(Aim of the exercise):
Within the data below, find the string "already" and return each line where it occurs.

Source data
impl ComponentStore {
    /// Allocate a store for `capacity` entities. `columns` must be freshly
    /// created, empty columns of at least `capacity` slots, one per id in
    /// `mask`.
    pub fn with_capacity(
        name: &str,
        mask: ComponentMask,
        mut columns: Vec<(ComponentTypeId, Box<dyn ErasedColumn>)>,
        capacity: usize,
    ) -> Self {
        columns.sort_by_key(|(id, _)| *id);
        debug_assert!(columns.iter().all(|(id, _)| mask.contains(*id)));
        debug_assert_eq!(columns.len(), mask.len());
        debug_assert!(columns
            .iter()
            .all(|(_, c)| c.is_empty() && c.capacity() >= capacity));
        Self {
            name: name.to_owned(),
            mask,
            capacity,
            entities: Vec::with_capacity(capacity),
            columns,
            handles: HashMap::with_capacity(capacity),
            epoch: 0,
            id: NEXT_STORE_ID.fetch_add(1, Ordering::Relaxed),
        }
    }

    /// Entity kind label.
    pub fn name(&self) -> &str {
        &self.name
    }

    /// The component set of this store.
    #[inline]
    pub fn mask(&self) -> ComponentMask {
        self.mask
    }

    #[inline]
    pub fn capacity(&self) -> usize {
        self.capacity
    }

    /// Number of live entities.
    #[inline]
    pub fn len(&self) -> usize {
        self.entities.len()
    }

    #[inline]
    pub fn is_empty(&self) -> bool {
        self.entities.is_empty()
    }

    /// Live entity ids in row order.
    #[inline]
    pub fn entities(&self) -> &[EntityId] {
        &self.entities
    }

    /// Whether `id` is stored here.
    #[inline]
    pub fn contains(&self, id: EntityId) -> bool {
        self.handles.contains_key(&id)
    }

    /// Whether this store has a column for `type_id`.
    #[inline]
    pub fn has_component(&self, type_id: ComponentTypeId) -> bool {
        self.mask.contains(type_id)
    }

    // -- structural changes -------------------------------------------------

    /// Append `id` with every component set to its default value.
    ///
    /// # Errors
    ///
    /// [`EcsError::DuplicateEntity`] if `id` is already stored,
    /// [`EcsError::CapacityExceeded`] if the store is full. Nothing is
    /// modified on error.
    pub fn add_entity(&mut self, id: EntityId) -> Result<Handle, EcsError> {
        self.check_can_add(id)?;
        for (_, column) in &mut self.columns {
            column.push_default()?;
        }
        Ok(self.commit_row(id))
    }

    /// Append `id` with explicit values for some columns; the rest get
    /// defaults. Values are matched to columns by type id.
    pub(crate) fn add_entity_with(
        &mut self,
        id: EntityId,
        mut values: Vec<(ComponentTypeId, Box<dyn std::any::Any + Send>)>,
    ) -> Result<Handle, EcsError> {
        self.check_can_add(id)?;
        for (type_id, _) in &values {
            if !self.mask.contains(*type_id) {
                return Err(EcsError::ComponentNotInArchetype {
                    component: format!("{type_id:?}"),
                    archetype: self.name.clone(),
                });
            }
        }
        let row = self.entities.len();
        for (type_id, column) in &mut self.columns {
            let pushed = match values.iter().position(|(id, _)| id == type_id) {
                Some(pos) => column.push_boxed(values.swap_remove(pos).1),
                None => column.push_default(),
            };
            if let Err(e) = pushed {
                // Roll back the columns already extended.
                for (_, column) in &mut self.columns {
                    column.truncate(row);
                }
                return Err(e);
            }
        }
        Ok(self.commit_row(id))
    }

    fn check_can_add(&self, id: EntityId) -> Result<(), EcsError> {
        if self.handles.contains_key(&id) {
            return Err(EcsError::DuplicateEntity { entity: id });
        }
        if self.entities.len() >= self.capacity {
            return Err(EcsError::CapacityExceeded {
                capacity: self.capacity,
            });
        }
        Ok(())
    }

    fn commit_row(&mut self, id: EntityId) -> Handle {
        let row = self.entities.len();
        self.entities.push(id);
        self.handles.insert(id, row);
        self.handle_for_row(row)
    }

    /// Swap-remove `id`.
    ///
    /// Returns the entity that was relocated into the freed row, or `None` if
    /// the removed entity occupied the last row. Every outstanding [`Handle`]
    /// into this store is invalidated.
    ///
    /// # Errors
    ///
    /// [`EcsError::StaleEntity`] if `id` is not stored here.
    pub fn remove(&mut self, id: EntityId) -> Result<Option<EntityId>, EcsError> {
        let row = self
            .handles
            .remove(&id)
            .ok_or(EcsError::StaleEntity { entity: id })?;
        let last = self.entities.len() - 1;

        self.entities.swap_remove(row);
        for (_, column) in &mut self.columns {
            column.swap_remove(row);
        }
        self.epoch = self.epoch.wrapping_add(1);

        if row == last {
            return Ok(None);
        }
        let moved = self.entities[row];
        if let Some(slot) = self.handles.get_mut(&moved) {
            *slot = row;
        }
        Ok(Some(moved))
    }

    // -- handle resolution --------------------------------------------------

    /// O(1) lookup of `id`'s row, or [`Handle::INVALID`] if absent.
    pub fn get_handle(&self, id: EntityId) -> Handle {
        match self.handles.get(&id) {
            Some(&row) => self.handle_for_row(row),
            None => Handle::INVALID,
        }
    }

    /// Like [`get_handle`](Self::get_handle) but absent ids are an error.
    pub fn resolve(&self, id: EntityId) -> Result<Handle, EcsError> {
        let handle = self.get_handle(id);
        if handle.is_valid() {
            Ok(handle)
        } else {
            Err(EcsError::StaleEntity { entity: id })
        }
    }

    #[inline]
    fn handle_for_row(&self, row: usize) -> Handle {
        Handle {
            index: row as u32,
            epoch: self.epoch,
            store: self.id,
        }
    }

    /// Row for a handle, if this store issued it, it is current and in range.
    #[inline]
    fn row(&self, handle: Handle) -> Result<usize, EcsError> {
        let row = handle.index();
        if handle.store != self.id || handle.epoch != self.epoch || row >= self.entities.len() {
            return Err(EcsError::InvalidHandle {
                index: handle.index,
                store: self.name.clone(),
            });
        }
        Ok(row)
    }

    /// The entity a handle points at.
    pub fn entity(&self, handle: Handle) -> Result<EntityId, EcsError> {
        let row = self.row(handle)?;
        Ok(self.entities[row])
    }

    // -- typed access -------------------------------------------------------

    /// Read component `T` of the entity at `handle`.
    pub fn get<T: Component>(&self, handle: Handle) -> Result<&T, EcsError> {
        let row = self.row(handle)?;
        Ok(&self.column::<T>()?[row])
    }

    /// Mutable access to component `T` of the entity at `handle`.
    pub fn get_mut<T: Component>(&mut self, handle: Handle) -> Result<&mut T, EcsError> {
        let row = self.row(handle)?;
        Ok(&mut self.column_mut::<T>()?[row])
    }

    /// Overwrite component `T` of the entity at `handle`.
    pub fn set<T: Component>(&mut self, handle: Handle, value: T) -> Result<(), EcsError> {
        *self.get_mut::<T>(handle)? = value;
        Ok(())
    }

    /// All live values of component `T`, index-aligned with
    /// [`entities`](Self::entities).
    pub fn column<T: Component>(&self) -> Result<&[T], EcsError> {
        self.columns
            .iter()
            .find_map(|(_, c)| c.as_any().downcast_ref::<TypedColumn<T>>())
            .map(TypedColumn::as_slice)
            .ok_or_else(|| self.missing::<T>())
    }

    /// Mutable view of every live value of component `T`.
    pub fn column_mut<T: Component>(&mut self) -> Result<&mut [T], EcsError> {
        self.entities_and_column_mut::<T>().map(|(_, column)| column)
    }

    /// Entity ids alongside a mutable column, borrowed together.
    pub(crate) fn entities_and_column_mut<T: Component>(
        &mut self,
    ) -> Result<(&[EntityId], &mut [T]), EcsError> {
        let Self {
            name,
            entities,
            columns,
            ..
        } = self;
        columns
            .iter_mut()
            .find_map(|(_, c)| c.as_any_mut().downcast_mut::<TypedColumn<T>>())
            .map(|column| (entities.as_slice(), column.as_mut_slice()))
            .ok_or_else(|| EcsError::ComponentNotInArchetype {
                component: std::any::type_name::<T>().to_owned(),
                archetype: name.clone(),
            })
    }

    /// Entity ids and the raw columns, split so callers can borrow several
    /// columns mutably at once.
    pub(crate) fn split_columns_mut(
        &mut self,
    ) -> (&[EntityId], &mut [(ComponentTypeId, Box<dyn ErasedColumn>)]) {
        (&self.entities, &mut self.columns)
    }

    fn missing<T>(&self) -> EcsError {
        EcsError::ComponentNotInArchetype {
            component: std::any::type_name::<T>().to_owned(),
            archetype: self.name.clone(),
        }
    }

    // -- diagnostics --------------------------------------------------------

    /// Verify the dense-index invariant and column alignment.
    pub fn check_invariants(&self) -> Result<(), EcsError> {
        let violation = |reason: String| EcsError::InvariantViolation {
            store: self.name.clone(),
            reason,
        };
        if self.handles.len() != self.entities.len() {
            return Err(violation(format!(
                "{} handles for {} entities",
                self.handles.len(),
                self.entities.len()
            )));
        }
        for (row, id) in self.entities.iter().enumerate() {
            match self.handles.get(id) {
                Some(&mapped) if mapped == row => {}
                other => {
                    return Err(violation(format!(
                        "entity {id} at row {row} maps to {other:?}"
                    )))
                }
            }
        }
        for (type_id, column) in &self.columns {
            if column.len() != self.entities.len() {
                return Err(violation(format!(
                    "column {type_id:?} has {} rows, expected {}",
                    column.len(),
                    self.entities.len()
                )));
            }
        }
        Ok(())
    }
}
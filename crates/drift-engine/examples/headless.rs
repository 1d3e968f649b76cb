//! Run the headless demo and print its summary.
//!
//! ```text
//! cargo run -p drift-engine --example headless [config.json]
//! ```
//!
//! Set `RUST_LOG=debug` for archetype and pause logging, `trace` for per-tick
//! output.

use anyhow::Context;
use drift_engine::headless::{run_headless, HeadlessConfig};

fn main() -> Result<(), anyhow::Error> {
    drift_engine::init_tracing();

    let config = match std::env::args().nth(1) {
        Some(path) => {
            let text = std::fs::read_to_string(&path)
                .with_context(|| format!("failed to read {path}"))?;
            HeadlessConfig::from_json_str(&text)?
        }
        None => HeadlessConfig::default(),
    };

    let summary = run_headless(&config)?;
    println!("{summary:#?}");
    Ok(())
}
//! Gameplay systems.
//!
//! Each function matches [`SystemFn`](crate::tick::SystemFn) and is meant to
//! be registered in the [`Stage`](crate::tick::Stage) named in its docs.
//! Systems write components in place and queue removals in the command
//! buffer, so row order never changes while a tick is running.

use drift_ecs::command::CommandBuffer;
use drift_ecs::entity::EntityId;
use drift_ecs::world::World;
use drift_ecs::EcsError;
use tracing::trace;

use crate::access::GameAccess;
use crate::components::{Damage, Faction, Health, Lifetime, Position, Velocity};
use crate::error::EngineError;
use crate::tick::{Stage, TickContext, TickLoop};

/// Distance within which a projectile hits a target.
pub const HIT_RADIUS: f32 = 0.5;

/// `Stage::Movement`: integrate velocity into position.
pub fn movement_system(
    world: &mut World,
    _cmds: &mut CommandBuffer,
    ctx: &TickContext,
) -> Result<(), EcsError> {
    let dt = ctx.dt as f32;
    for (_, (pos, vel)) in world.query_mut::<(&mut Position, &Velocity)>()? {
        pos.x += vel.dx * dt;
        pos.y += vel.dy * dt;
    }
    Ok(())
}

/// `Stage::CollisionResolution`: every projectile hits at most one target of
/// another faction within [`HIT_RADIUS`], deals its damage and is marked for
/// deletion. Projectiles and targets are visited in query order, so the
/// outcome is deterministic.
pub fn collision_system(
    world: &mut World,
    cmds: &mut CommandBuffer,
    _ctx: &TickContext,
) -> Result<(), EcsError> {
    let projectiles: Vec<(EntityId, Position, Faction, i32)> = world
        .query::<(&Position, &Faction, &Damage, &Lifetime)>()
        .map(|(e, (pos, faction, damage, _))| (e, *pos, *faction, damage.0))
        .collect();
    if projectiles.is_empty() {
        return Ok(());
    }
    let mut targets: Vec<(EntityId, Position, Faction, i32)> = world
        .query::<(&Position, &Faction, &Health)>()
        .map(|(e, (pos, faction, health))| (e, *pos, *faction, health.0))
        .collect();

    let radius_sq = HIT_RADIUS * HIT_RADIUS;
    for (projectile, pos, faction, damage) in projectiles {
        let hit = targets.iter_mut().find(|(_, target_pos, target_faction, hp)| {
            *target_faction != faction && *hp > 0 && pos.distance_squared(target_pos) <= radius_sq
        });
        if let Some((target, _, _, hp)) = hit {
            *hp = world.apply_damage(*target, damage)?.0;
            cmds.mark_for_deletion(projectile);
            trace!(?projectile, ?target, damage, remaining = *hp, "projectile hit");
        }
    }
    Ok(())
}

/// `Stage::Lifetime`: count down every [`Lifetime`] and mark expired
/// entities for deletion.
pub fn lifetime_system(
    world: &mut World,
    cmds: &mut CommandBuffer,
    ctx: &TickContext,
) -> Result<(), EcsError> {
    let dt = ctx.dt as f32;
    for (entity, (lifetime,)) in world.query_mut::<(&mut Lifetime,)>()? {
        lifetime.0 -= dt;
        if lifetime.0 <= 0.0 {
            cmds.mark_for_deletion(entity);
        }
    }
    Ok(())
}

/// `Stage::Removal`: mark every entity whose [`Health`] is zero or below.
pub fn death_system(
    world: &mut World,
    cmds: &mut CommandBuffer,
    _ctx: &TickContext,
) -> Result<(), EcsError> {
    for (entity, (health,)) in world.query::<(&Health,)>() {
        if health.0 <= 0 {
            cmds.mark_for_deletion(entity);
        }
    }
    Ok(())
}

/// Register the four gameplay systems in their stages.
pub fn register_game_systems(tick_loop: &mut TickLoop) -> Result<(), EngineError> {
    tick_loop.add_system(Stage::Movement, "movement", movement_system)?;
    tick_loop.add_system(Stage::CollisionResolution, "collision", collision_system)?;
    tick_loop.add_system(Stage::Lifetime, "lifetime", lifetime_system)?;
    tick_loop.add_system(Stage::Removal, "death", death_system)?;
    Ok(())
}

(Result):
    /// [`EcsError::DuplicateEntity`] if `id` is already stored,
                // Roll back the columns already extended.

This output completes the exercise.